LONDRES - Após 11 meses de negociações, Reino Unido e União Europeia formalizaram na quarta-feira, 30, o acordo do Brexit, que mudará a relação entre os dois lados do Canal da Mancha, após quase meio século de integração. O texto foi aprovado com folga no Parlamento britânico e assinado pelo premiê, Boris Johnson, pela presidente da Comissão Europeia, Ursula von der Leyen, e pelo chefe do Conselho Europeu, Charles Michel.
O acordo, que entra em vigor a partir da meia-noite desta quinta-feira, 31, (20 horas em Brasília), encerra uma saga de quatro anos, que começou com o plebiscito de 2016, mas não acaba com as incertezas econômicas – principalmente para os britânicos, que temem ficar atolados na burocracia que impede a livre circulação de bens, serviços e pessoas.

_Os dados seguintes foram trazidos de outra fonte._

//! Channel, spatial, and complex-valued gating over `[batch, channel, freq, time]`
//! feature maps.

pub mod channel;
pub mod complex;
pub mod spatial;

pub use channel::{ChannelGate, ChannelGateConfig, PoolKind};
pub use complex::{CcbamConfig, ComplexChannelSpatialGate, ComplexSpectrum};
pub use spatial::{SpatialGate, SpatialGateConfig};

As 1,2 mil páginas do acordo garantem trocas comerciais sem direitos aduaneiros, cotas ou tarifas para todos os bens, o que evita o chamado “Brexit duro”, que provocaria gargalos no setor produtivo. No entanto, as empresas terão de preencher formulários e documentos para atravessar de um lado para o outro do Canal da Mancha, o que pode causar engarrafamentos e prejuízos para quem depende da entrega rápida de produtos.
Se manter a circulação de bens favoreceu o Reino Unido, o acordo no setor de serviços foi um desastre – e Johnson foi criticado até por membros de seu próprio partido. Como o capital terá portas fechadas na Europa, muitas firmas se mudaram para o continente. Empresas de serviços financeiros que operam no Reino Unido transferiram 7,5 mil funcionários e mais de US$ 1,6 trilhão de ativos para a UE.
O fim da livre circulação de pessoas também muda vários aspectos da vida cotidiana – muitas vezes para pior. Se quiserem passar férias no continente, os britânicos terão de carregar um passaporte emitido há menos de 10 anos que tenha 6 meses de validade, além de visto para quem estender a viagem por mais de 90 dias – o mesmo vale para os europeus no Reino Unido.
Os britânicos também perderão o direito de usar as filas exclusivas para europeus nos aeroportos, terão de fazer um seguro de saúde e, em alguns casos, só poderão conduzir veículos com uma permissão internacional – isso ocorre quando a habilitação britânica for emitida em papel.
Para o consumidor, o Brexit pode trazer outros custos. As principais operadoras de celular do Reino Unido – O2, EE, Vodafone e Three – prometeram não restabelecer as tarifas de roaming para os britânicos na Europa, mas estão livres para voltar a adotar a prática no futuro próximo.
O Brexit terá impacto também no futebol. Os jogadores que não nasceram no Reino Unido precisarão de autorização de trabalho especial, atribuída por um sistema de pontos – como todos os imigrantes – com base na experiência internacional, nível do clube de origem e resultados. Como os grandes clubes já contratam craques renomados, não devem enfrentar problemas. No entanto, times médios e pequenos, que compram jogadores em ascensão no exterior, devem se concentrar agora em jovens britânicos.
A saída da UE, no entanto, não tem apenas aspectos negativos. Desde o início, o Brexit foi vendido como sendo a retomada da soberania do Reino Unido, da capacidade de Londres estabelecer suas próprias leis e regras. A aprovação rápida das vacinas contra covid-19, antes de europeus e americanos, foi um exemplo dos benefícios da autonomia, segundo Johnson.
“O Brexit é um excelente negócio para o país”, disse o premiê, após a assinatura. “É o desejo soberano do povo britânico de viver sob suas próprias leis soberanas feitas pelo seu próprio Parlamento soberano.”